» **The problem**
Go through the data and count each line that has the string "decompressed". Give that count alone.

• • •

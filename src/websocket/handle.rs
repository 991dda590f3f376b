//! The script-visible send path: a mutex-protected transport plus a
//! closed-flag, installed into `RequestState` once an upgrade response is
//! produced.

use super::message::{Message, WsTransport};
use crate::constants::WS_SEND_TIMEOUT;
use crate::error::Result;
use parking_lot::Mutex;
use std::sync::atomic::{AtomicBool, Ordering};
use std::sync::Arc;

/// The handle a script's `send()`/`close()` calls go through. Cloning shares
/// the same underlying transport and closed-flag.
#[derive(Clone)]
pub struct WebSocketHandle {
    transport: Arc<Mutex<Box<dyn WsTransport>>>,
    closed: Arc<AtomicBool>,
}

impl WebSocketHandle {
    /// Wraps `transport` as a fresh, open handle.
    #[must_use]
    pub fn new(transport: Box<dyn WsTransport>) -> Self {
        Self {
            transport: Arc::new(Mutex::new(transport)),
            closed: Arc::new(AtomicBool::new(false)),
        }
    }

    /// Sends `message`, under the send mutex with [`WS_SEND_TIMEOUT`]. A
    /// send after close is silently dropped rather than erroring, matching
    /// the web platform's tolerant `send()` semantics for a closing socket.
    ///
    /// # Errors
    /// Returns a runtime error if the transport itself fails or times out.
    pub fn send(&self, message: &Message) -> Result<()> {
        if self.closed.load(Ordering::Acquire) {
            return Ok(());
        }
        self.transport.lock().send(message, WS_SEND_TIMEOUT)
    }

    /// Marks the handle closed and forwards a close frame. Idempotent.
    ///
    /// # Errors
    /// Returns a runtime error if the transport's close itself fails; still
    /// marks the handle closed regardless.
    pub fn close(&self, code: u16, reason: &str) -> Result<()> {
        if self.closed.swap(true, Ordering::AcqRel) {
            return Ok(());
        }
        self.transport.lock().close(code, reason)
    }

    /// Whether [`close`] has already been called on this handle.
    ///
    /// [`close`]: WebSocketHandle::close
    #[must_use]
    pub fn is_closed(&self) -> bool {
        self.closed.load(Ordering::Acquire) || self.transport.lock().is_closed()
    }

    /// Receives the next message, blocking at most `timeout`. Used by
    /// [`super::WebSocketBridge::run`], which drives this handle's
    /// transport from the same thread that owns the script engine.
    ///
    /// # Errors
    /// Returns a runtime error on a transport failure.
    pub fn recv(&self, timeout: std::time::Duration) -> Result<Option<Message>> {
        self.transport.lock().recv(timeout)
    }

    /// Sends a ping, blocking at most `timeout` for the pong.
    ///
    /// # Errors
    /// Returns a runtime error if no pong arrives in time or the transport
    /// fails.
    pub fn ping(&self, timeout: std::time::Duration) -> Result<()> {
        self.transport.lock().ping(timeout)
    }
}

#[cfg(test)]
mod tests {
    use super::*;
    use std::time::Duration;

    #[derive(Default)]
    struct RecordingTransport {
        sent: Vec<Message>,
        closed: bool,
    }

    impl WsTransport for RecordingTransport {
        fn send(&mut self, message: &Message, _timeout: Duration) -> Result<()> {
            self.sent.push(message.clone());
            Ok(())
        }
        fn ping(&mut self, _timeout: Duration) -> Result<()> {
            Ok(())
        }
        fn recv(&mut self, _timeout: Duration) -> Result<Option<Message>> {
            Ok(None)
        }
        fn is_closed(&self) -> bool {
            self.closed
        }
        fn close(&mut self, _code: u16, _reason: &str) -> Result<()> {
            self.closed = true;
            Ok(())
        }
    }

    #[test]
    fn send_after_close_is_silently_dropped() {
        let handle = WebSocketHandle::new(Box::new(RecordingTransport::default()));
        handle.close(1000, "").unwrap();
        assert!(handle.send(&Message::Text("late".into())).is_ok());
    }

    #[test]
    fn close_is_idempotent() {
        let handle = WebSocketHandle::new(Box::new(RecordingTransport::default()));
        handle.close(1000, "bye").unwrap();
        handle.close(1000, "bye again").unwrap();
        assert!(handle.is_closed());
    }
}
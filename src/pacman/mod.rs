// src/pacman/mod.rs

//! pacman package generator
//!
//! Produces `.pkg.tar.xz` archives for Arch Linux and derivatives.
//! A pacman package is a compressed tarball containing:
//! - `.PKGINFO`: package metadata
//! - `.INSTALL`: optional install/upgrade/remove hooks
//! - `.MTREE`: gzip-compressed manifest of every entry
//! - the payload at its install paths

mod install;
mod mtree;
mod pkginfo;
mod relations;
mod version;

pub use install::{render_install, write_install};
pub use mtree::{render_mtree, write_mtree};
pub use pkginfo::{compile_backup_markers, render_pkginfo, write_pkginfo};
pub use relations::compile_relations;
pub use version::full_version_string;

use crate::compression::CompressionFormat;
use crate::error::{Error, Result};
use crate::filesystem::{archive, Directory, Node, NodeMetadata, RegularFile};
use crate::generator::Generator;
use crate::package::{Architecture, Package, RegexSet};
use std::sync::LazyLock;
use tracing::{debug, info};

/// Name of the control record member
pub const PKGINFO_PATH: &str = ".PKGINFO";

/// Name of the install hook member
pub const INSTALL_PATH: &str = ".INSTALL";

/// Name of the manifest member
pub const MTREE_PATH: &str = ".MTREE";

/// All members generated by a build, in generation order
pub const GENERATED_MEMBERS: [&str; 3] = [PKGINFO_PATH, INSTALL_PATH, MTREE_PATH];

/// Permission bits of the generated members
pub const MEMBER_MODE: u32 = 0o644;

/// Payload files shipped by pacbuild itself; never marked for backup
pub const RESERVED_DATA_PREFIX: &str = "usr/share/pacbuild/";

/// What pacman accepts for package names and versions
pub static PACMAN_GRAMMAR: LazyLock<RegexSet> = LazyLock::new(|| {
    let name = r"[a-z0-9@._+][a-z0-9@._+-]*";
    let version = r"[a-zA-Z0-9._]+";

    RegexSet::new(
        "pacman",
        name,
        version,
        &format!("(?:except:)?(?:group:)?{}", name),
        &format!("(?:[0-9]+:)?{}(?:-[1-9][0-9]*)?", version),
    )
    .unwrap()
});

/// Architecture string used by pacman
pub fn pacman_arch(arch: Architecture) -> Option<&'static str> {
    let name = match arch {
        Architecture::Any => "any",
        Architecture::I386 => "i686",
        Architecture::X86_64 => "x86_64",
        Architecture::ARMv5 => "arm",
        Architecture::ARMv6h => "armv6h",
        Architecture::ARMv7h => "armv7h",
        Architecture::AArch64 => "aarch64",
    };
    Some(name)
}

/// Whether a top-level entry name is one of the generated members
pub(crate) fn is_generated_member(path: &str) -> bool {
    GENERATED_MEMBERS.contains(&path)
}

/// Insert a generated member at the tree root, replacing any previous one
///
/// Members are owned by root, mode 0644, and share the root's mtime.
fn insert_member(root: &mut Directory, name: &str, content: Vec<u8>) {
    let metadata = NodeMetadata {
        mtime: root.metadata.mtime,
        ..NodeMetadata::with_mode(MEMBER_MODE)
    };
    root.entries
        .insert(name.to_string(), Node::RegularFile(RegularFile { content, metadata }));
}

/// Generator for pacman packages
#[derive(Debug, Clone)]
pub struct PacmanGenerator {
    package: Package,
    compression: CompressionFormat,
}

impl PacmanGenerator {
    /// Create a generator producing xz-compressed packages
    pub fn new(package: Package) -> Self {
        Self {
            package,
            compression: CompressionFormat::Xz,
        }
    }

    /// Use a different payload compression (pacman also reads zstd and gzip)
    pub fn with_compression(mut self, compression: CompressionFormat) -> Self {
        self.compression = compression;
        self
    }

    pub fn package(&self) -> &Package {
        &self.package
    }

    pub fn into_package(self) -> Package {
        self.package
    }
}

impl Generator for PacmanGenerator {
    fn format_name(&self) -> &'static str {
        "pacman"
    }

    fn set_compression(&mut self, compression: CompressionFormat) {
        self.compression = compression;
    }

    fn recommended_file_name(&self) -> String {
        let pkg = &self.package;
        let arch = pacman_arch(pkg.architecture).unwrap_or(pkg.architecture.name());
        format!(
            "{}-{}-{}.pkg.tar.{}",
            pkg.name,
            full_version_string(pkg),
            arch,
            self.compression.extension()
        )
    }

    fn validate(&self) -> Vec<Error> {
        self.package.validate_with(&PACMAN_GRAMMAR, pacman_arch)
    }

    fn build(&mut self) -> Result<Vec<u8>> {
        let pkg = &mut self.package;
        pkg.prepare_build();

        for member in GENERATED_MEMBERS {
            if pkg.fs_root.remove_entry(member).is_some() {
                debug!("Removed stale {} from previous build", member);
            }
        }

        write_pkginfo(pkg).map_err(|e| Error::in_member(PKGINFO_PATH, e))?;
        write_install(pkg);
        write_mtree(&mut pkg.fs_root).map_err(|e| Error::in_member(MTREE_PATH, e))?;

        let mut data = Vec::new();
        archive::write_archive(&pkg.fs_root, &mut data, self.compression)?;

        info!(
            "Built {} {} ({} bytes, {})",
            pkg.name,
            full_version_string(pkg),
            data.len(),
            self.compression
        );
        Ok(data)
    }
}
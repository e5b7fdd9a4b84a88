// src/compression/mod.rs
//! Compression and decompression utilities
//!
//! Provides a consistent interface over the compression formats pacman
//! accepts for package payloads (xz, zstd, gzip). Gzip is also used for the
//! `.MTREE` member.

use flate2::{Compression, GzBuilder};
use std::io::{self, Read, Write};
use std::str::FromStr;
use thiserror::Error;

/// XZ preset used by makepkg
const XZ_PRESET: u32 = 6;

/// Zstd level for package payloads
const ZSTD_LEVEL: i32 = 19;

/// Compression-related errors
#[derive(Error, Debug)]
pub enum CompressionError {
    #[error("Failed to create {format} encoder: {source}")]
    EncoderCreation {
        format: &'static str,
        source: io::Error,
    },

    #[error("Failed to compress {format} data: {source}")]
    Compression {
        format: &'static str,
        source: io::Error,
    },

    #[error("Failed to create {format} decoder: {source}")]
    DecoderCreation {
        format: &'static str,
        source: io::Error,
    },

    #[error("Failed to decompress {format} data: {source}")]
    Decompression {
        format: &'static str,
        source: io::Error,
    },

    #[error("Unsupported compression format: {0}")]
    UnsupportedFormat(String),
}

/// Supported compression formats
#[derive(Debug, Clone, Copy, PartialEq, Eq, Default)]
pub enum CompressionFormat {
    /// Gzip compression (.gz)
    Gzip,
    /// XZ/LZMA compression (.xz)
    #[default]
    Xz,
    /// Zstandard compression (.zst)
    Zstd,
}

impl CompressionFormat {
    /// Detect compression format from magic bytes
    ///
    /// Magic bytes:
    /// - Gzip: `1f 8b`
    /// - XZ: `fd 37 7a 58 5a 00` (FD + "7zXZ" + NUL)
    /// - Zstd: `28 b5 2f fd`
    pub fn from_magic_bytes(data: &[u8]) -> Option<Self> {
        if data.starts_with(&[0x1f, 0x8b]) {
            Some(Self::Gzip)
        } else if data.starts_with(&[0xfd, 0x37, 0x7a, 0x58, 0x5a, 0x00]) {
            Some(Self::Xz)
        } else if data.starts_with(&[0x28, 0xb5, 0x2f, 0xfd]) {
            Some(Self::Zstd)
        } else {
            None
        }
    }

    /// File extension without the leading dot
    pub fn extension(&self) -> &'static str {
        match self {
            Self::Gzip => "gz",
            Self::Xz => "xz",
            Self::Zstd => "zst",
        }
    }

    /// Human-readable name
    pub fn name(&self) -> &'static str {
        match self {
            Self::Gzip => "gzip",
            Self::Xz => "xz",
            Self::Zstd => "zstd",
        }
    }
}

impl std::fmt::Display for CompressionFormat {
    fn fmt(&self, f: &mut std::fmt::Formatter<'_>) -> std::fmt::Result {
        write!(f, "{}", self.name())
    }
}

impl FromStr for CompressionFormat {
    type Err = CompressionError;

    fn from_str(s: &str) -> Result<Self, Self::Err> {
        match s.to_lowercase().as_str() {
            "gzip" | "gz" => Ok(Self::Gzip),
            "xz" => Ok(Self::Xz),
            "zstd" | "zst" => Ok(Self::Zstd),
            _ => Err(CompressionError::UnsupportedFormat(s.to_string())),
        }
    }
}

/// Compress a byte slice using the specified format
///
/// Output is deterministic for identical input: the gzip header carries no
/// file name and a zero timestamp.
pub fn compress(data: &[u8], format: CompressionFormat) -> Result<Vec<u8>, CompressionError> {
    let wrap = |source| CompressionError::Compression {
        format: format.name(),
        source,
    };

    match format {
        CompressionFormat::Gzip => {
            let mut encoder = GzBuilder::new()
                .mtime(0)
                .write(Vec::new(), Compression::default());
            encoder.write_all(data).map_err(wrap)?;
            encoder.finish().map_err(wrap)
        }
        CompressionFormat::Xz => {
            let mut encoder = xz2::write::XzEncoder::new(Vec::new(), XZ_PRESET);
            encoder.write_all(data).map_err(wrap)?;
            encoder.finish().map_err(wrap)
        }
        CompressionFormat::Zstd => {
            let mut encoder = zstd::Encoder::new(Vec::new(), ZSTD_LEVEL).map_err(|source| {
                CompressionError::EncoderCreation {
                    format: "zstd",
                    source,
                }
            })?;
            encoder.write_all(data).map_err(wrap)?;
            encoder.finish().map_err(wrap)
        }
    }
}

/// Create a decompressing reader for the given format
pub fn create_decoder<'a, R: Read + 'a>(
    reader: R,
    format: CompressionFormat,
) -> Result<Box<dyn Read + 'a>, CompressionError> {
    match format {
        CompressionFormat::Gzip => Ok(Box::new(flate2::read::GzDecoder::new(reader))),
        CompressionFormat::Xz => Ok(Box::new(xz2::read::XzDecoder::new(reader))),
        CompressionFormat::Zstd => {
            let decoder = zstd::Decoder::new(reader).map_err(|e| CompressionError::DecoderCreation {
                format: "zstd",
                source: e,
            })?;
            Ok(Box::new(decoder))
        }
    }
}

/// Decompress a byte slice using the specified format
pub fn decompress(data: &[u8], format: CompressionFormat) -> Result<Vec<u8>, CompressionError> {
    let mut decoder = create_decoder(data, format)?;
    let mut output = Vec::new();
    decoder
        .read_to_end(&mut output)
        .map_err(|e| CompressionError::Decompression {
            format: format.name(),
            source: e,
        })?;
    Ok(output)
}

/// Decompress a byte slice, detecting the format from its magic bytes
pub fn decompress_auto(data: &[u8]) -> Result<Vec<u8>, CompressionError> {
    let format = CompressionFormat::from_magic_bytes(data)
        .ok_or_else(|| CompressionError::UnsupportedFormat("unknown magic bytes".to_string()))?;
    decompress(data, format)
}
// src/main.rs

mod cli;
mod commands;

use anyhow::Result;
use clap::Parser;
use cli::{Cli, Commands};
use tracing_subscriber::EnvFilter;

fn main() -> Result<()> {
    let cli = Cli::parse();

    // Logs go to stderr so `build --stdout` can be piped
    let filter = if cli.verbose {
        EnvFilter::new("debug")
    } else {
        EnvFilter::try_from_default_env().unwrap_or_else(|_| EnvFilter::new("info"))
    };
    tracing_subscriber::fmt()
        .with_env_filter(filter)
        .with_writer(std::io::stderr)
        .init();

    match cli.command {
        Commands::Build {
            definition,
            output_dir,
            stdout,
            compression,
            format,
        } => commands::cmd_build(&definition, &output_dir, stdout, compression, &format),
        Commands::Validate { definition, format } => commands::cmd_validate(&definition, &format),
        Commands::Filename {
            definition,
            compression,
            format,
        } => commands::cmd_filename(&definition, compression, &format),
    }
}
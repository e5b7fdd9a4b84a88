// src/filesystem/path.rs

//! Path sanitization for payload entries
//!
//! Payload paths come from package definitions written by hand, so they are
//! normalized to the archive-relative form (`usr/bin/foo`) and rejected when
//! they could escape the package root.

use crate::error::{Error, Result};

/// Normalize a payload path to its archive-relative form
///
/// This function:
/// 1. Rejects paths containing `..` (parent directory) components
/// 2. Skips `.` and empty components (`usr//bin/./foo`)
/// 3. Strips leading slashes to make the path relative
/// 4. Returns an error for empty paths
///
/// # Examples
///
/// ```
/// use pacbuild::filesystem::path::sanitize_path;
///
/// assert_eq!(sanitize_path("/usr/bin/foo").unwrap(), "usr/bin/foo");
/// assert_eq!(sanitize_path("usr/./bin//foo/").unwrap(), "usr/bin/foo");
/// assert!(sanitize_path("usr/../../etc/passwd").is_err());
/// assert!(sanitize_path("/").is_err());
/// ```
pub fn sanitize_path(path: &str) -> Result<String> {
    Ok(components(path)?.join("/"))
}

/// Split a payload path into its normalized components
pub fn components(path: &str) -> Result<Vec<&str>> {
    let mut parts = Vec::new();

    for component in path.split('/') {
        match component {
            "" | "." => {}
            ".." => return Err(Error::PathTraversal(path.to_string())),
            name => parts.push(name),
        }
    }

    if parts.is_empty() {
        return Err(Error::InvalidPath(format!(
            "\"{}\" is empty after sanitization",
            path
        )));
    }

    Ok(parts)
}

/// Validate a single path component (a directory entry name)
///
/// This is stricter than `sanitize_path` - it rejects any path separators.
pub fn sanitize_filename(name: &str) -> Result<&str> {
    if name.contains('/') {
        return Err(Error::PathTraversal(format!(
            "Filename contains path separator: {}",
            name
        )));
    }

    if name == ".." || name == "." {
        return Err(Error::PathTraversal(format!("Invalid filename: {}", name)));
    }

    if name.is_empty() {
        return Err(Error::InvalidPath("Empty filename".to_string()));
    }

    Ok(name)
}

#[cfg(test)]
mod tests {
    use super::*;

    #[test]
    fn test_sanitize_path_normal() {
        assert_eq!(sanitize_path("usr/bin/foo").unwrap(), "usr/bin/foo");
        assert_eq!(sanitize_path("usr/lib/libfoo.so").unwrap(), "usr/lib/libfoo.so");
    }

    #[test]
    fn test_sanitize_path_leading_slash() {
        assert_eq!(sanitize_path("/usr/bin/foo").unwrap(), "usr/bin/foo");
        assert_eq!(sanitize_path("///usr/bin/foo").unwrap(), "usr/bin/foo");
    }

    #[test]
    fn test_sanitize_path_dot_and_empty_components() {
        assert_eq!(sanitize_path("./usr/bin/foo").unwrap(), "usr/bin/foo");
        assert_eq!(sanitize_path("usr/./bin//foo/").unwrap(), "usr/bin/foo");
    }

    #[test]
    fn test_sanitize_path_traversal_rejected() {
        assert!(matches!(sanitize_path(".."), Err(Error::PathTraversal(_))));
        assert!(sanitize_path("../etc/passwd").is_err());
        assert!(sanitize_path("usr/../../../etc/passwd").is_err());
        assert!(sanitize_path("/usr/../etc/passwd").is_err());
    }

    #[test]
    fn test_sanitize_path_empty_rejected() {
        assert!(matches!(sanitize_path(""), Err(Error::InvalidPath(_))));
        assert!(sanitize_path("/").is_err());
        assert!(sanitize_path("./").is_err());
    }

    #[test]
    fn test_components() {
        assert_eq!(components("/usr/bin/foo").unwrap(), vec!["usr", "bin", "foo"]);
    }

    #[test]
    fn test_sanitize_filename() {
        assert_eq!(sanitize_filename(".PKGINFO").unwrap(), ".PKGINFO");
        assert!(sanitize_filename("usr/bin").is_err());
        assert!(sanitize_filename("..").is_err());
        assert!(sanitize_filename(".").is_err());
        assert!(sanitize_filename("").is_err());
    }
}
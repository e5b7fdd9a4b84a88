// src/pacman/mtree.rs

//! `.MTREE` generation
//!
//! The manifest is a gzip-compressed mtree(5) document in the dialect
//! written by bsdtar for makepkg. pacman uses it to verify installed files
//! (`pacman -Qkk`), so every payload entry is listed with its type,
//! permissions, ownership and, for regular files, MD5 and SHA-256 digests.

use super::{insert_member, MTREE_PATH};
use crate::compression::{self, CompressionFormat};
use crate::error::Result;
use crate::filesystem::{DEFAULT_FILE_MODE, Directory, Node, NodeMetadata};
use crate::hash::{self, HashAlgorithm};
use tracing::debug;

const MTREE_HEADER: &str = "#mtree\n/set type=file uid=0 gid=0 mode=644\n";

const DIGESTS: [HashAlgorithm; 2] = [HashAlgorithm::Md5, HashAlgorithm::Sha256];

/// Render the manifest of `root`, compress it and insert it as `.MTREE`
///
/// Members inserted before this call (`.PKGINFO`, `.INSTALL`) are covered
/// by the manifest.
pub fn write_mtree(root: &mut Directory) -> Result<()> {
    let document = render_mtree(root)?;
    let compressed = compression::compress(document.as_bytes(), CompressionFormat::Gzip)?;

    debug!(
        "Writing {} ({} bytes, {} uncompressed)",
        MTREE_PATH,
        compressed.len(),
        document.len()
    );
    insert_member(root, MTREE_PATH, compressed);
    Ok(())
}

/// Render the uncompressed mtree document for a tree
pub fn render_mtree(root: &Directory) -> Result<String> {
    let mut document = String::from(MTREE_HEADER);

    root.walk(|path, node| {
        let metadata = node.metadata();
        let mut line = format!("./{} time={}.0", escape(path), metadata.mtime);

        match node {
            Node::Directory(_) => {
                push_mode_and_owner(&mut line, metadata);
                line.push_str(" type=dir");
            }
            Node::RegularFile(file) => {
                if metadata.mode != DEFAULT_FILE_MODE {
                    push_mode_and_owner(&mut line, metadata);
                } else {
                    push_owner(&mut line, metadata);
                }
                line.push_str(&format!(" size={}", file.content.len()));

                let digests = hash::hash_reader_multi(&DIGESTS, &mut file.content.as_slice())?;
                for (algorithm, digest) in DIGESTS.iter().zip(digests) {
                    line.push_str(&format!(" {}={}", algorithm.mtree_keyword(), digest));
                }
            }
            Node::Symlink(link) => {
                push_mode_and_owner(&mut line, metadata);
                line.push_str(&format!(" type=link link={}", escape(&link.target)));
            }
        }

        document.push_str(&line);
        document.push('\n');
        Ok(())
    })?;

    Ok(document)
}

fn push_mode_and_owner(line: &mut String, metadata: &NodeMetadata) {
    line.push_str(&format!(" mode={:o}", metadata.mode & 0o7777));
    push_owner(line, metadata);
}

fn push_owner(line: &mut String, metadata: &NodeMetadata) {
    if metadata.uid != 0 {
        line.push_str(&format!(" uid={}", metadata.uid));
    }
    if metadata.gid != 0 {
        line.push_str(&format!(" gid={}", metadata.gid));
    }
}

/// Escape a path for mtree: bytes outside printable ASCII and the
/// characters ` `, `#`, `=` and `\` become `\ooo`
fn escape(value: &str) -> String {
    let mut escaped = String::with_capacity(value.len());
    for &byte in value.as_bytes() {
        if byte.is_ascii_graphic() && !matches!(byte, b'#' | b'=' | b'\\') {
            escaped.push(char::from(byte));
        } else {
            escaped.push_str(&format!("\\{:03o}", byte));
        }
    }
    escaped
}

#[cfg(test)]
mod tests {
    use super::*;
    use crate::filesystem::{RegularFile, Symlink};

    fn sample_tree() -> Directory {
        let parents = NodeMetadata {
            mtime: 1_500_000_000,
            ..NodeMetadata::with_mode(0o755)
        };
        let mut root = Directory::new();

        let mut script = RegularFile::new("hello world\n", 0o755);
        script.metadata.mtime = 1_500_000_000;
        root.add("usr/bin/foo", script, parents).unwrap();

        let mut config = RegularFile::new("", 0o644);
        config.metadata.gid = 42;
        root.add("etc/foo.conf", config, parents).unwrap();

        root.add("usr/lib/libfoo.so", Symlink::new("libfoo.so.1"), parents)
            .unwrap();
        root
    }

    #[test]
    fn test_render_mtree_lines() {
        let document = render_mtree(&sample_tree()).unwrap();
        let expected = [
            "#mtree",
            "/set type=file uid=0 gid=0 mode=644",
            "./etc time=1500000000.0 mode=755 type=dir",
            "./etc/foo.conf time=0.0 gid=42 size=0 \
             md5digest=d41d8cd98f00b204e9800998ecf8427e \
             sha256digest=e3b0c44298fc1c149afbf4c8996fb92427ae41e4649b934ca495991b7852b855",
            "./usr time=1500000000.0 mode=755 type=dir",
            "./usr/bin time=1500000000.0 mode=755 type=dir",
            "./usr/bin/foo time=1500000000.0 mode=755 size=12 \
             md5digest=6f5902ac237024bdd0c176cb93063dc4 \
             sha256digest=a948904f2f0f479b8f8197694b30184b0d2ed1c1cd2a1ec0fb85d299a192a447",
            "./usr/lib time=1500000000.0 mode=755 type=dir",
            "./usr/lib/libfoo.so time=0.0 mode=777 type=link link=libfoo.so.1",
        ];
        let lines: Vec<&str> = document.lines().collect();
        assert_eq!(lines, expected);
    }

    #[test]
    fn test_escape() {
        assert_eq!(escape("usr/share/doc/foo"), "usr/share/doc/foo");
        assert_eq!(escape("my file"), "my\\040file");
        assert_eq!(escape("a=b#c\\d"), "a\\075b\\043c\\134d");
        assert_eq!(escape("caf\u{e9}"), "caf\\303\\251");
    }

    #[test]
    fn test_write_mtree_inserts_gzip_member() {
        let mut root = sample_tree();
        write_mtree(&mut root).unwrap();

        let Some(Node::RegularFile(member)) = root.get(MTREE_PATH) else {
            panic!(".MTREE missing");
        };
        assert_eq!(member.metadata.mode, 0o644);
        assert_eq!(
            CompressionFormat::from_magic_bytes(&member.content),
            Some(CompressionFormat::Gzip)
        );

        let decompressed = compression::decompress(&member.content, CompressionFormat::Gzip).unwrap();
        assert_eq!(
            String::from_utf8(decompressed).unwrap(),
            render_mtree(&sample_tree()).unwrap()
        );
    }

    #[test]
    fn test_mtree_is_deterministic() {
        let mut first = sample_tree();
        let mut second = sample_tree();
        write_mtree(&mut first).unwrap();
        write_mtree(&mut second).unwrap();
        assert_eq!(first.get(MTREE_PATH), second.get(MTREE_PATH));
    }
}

• • •

» **Solution to the exercise**
2